Gut vorbereitet, psychischer, physischer und ausrüstungstechnischer Natur, setzte mich das Airportshuttle aus Genf am 28. August dann kurz vor Mitternacht an meiner bescheidenen Ferienwohnung in Les Houches ab, einem kleinen Ort unweit Chamonix. Eigentlich todmüde, leider nur viel zu aufgeputscht um zu schlafen, wurde der Rest der Nacht im Bett hin- und herwälzend verbracht. Mit den ersten Strahlen der Morgensonne ging es dann auch gleich vor die Haustür. Berge gucken! Umwerfend! Die nächste Bäckerei war auch schnell gefunden und mit Kaffee und frischem Baguette wurde der Motor schnell auf Betriebstemperatur gebracht. Nach Vorbereitung der Ausrüstung ging es mit selbiger nach Chamonix zur Startnummernausgabe. Ein langwieriger Prozess! Eine Kontrolle am Flughafen ist nix dagegen! Nachdem man an Hand seines Passes identifiziert wurde, bekam jeder eine Checkliste der Ausrüstungsgegenstände in die Hand. Dann durfte der Inhalt des mühselig eingepackten Laufrucksackes wieder ausgepackt werden und eine nette aber bestimmende Kontrolleurin kontrollierte penibel alle Details und hakte ab, oder auch nicht. Erst nach bestandener Prüfung war man stolzer Besitzer einer Startnummer und der üblichen Unterlagen. Zudem wurde der Rucksack gekennzeichnet und musste zwangsläufig auf die Reise um den großen weißen Berg mitgenommen werden.

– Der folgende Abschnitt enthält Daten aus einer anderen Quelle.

//! Runs a group : one alignment and merge pass per query sample, then the report.
//!
//! Passes are strictly sequential, the reference of a pass being the consolidated fasta of the previous one.
//! Any error aborts the run, the consolidated fasta of the last successful pass stays on disk.

use std::path::PathBuf;
use std::time::SystemTime;

use cpu_time::ProcessTime;

use crate::align::Aligner;
use crate::contigs::{write_fasta_records, ContigSet};
use crate::errors::{ContigMatchError, Result};
use crate::merge::{MergeAccumulator, PassSummary};
use crate::report::{write_all_rows, write_report, ReportSummary};
use crate::samples::SampleSet;
use crate::utils::files::{contig_fasta_path, OutputLayout};
use crate::utils::parameters::RunParams;

/// what a run produced
#[derive(Clone, Debug)]
pub struct RunSummary {
    pub passes: Vec<PassSummary>,
    pub report: ReportSummary,
    pub table_path: PathBuf,
    pub fasta_path: PathBuf,
}

/// Drives the passes of a group with a given aligner
pub struct ContigMatcher<A: Aligner> {
    params: RunParams,
    samples: SampleSet,
    layout: OutputLayout,
    aligner: A,
}

impl<A: Aligner> ContigMatcher<A> {
    /// checks parameters and samples, nothing is written yet
    pub fn new(params: RunParams, aligner: A) -> Result<Self> {
        params.check()?;
        let samples = SampleSet::new(params.samples.clone())?;
        let layout = OutputLayout::new(&params.outdir, &params.group);
        Ok(ContigMatcher {
            params,
            samples,
            layout,
            aligner,
        })
    }

    pub fn get_layout(&self) -> &OutputLayout {
        &self.layout
    }

    /// gives back the aligner, once runs are done
    pub fn into_aligner(self) -> A {
        self.aligner
    }

    fn sample_fasta(&self, sample: &str) -> PathBuf {
        contig_fasta_path(&self.params.assembly_dir, sample, self.params.kmer)
    }

    /// all input files must be there before we start writing anything
    fn check_inputs(&self) -> Result<()> {
        for sample in self.samples.get_all() {
            let path = self.sample_fasta(sample);
            if !path.is_file() {
                log::error!("no contig file for sample {} : {:?}", sample, path);
                return Err(ContigMatchError::MissingInput(path));
            }
        }
        Ok(())
    } // end of check_inputs

    pub fn run(&mut self) -> Result<RunSummary> {
        let start_t = SystemTime::now();
        let cpu_start = ProcessTime::now();
        //
        self.check_inputs()?;
        self.layout.create()?;
        self.params.dump_json(self.layout.get_group_dir())?;
        //
        let target = self.samples.get_target().to_string();
        let queries = self.samples.get_queries().to_vec();
        log::info!("comparing samples of group {}, target : {}, queries : {:?}", self.params.group, target, queries);
        //
        let mut acc = MergeAccumulator::new(&target, self.params.revcomp_minus);
        let mut passes = Vec::<PassSummary>::with_capacity(queries.len());
        let build_path = self.layout.build_fasta_path();
        let mut reference_path = self.sample_fasta(&target);
        //
        for (rank, query) in queries.iter().enumerate() {
            let pass = rank + 1;
            let query_path = self.sample_fasta(query);
            let psl_path = self.layout.alignment_path(pass);
            log::info!("pass {}, query : {}, reference : {:?}", pass, query, reference_path);
            //
            let hits = self.aligner.align(&reference_path, &query_path, &psl_path)?;
            let reference = ContigSet::from_file(&reference_path)?;
            let query_contigs = ContigSet::from_file(&query_path)?;
            let summary = acc.merge_pass(query, &hits, &reference, &query_contigs)?;
            log::info!(
                "pass {} : {} hits, {} used, {} duplicate query contigs, {} new common ids, {} consolidated sequences",
                pass,
                summary.nb_hits,
                summary.nb_used,
                summary.nb_duplicates,
                summary.nb_new_ids,
                summary.nb_sequences
            );
            // the consolidated fasta is completely rewritten at each pass
            let records = acc.consolidated().map(|(cid, seq)| (cid.node_name(), seq));
            write_fasta_records(&build_path, records)?;
            passes.push(summary);
            reference_path = build_path.clone();
        } // end of for on queries
        //
        let table_path = self.layout.table_path();
        let report = write_report(&acc, &self.samples, &table_path, &build_path)?;
        if self.params.all_rows {
            write_all_rows(&acc, &self.samples, &self.layout.all_rows_table_path())?;
        }
        //
        let cpu_time = cpu_start.elapsed().as_secs_f32();
        if let Ok(elapsed) = start_t.elapsed() {
            log::info!(
                "group {} done, elapsed time(s) {:.3}, cpu time(s) {:.3}",
                self.params.group,
                elapsed.as_secs_f32(),
                cpu_time
            );
        }
        //
        Ok(RunSummary {
            passes,
            report,
            table_path,
            fasta_path: build_path,
        })
    } // end of run
} // end of impl ContigMatcher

Nach dieser Übung gab es für mich noch ein wenig Sightseeing in Chamonix, bevor mich der Bus zurück nach Les Houches brachte. Der Versuch 1 Stunde zu schlafen schlug wieder fehl und so fand ich mich in voller Kampfausrüstung schon am Nachmittag wieder im Start- und Zielbereich des Laufes ein. Kaffee, Kuchen, das eine oder andere Schwätzchen mit bekannten oder unbekannten Mitstreitern ließen die Zeit bis zum Startschuss wie im Fluge vergehen.
Im Bestzustand aller Systeme, nur eben aufgeregt wie noch nie, trollte ich mich um 17.10 Uhr in die Startaufstellung hinein. Eine unglaubliche, so noch nie erlebte Stimmung! Das scheint es wirklich nur beim Ultra-Trail du Mont-Blanc zu geben! Zum "Conquest of Paradise" von Vangelis gab es Dauergänsehaut und auch der strömende Regen beim Startschuss gab der Stimmung keinen Abbruch. Durch ein grandios begeistertes Zuschauerspalier, wie in Alpe d'Huez zur Tour de France, ging es hinaus aus Chamonix und zunächst etwas hügelig auf der Promenade d'Arve nach Les Houches, an meiner Bleibe vorbei.
Der strömende Regen war zunächst in Nieselregen übergegangen, bevor es hinter Les Houches, im ersten bissigen und langen Aufstieg nach Le Délevret (1.153 m) wieder schüttete, was es nur so schütten kann. Schnell war der Laufrucksack leerer als gedacht, weil ich einen großen Teil der mitzuführenden Sachen da schon angezogen hatte. Die Piste war mittlerweile natürlich auch ganz schnell in eine schlammige und rutschige Angelegenheit mutiert, welche mir, als schlechtem Bergabläufer, beim Downhill nach St. Gervais, dem ersten Cut-Off-Point, doch ordentlich zusetzte. Aber alles gut! Im Rahmen meiner Taktik, im ersten Teil des Rennens immer 30 - 15 Minuten vor dem Cut zu laufen, lag ich hier nahezu perfekt im Rennen. Nach einem ordentlichen Energieschub aus Suppe, Cola, Kuchen... ging es weiter in die triefend nasse Nacht, nach Les Contamines.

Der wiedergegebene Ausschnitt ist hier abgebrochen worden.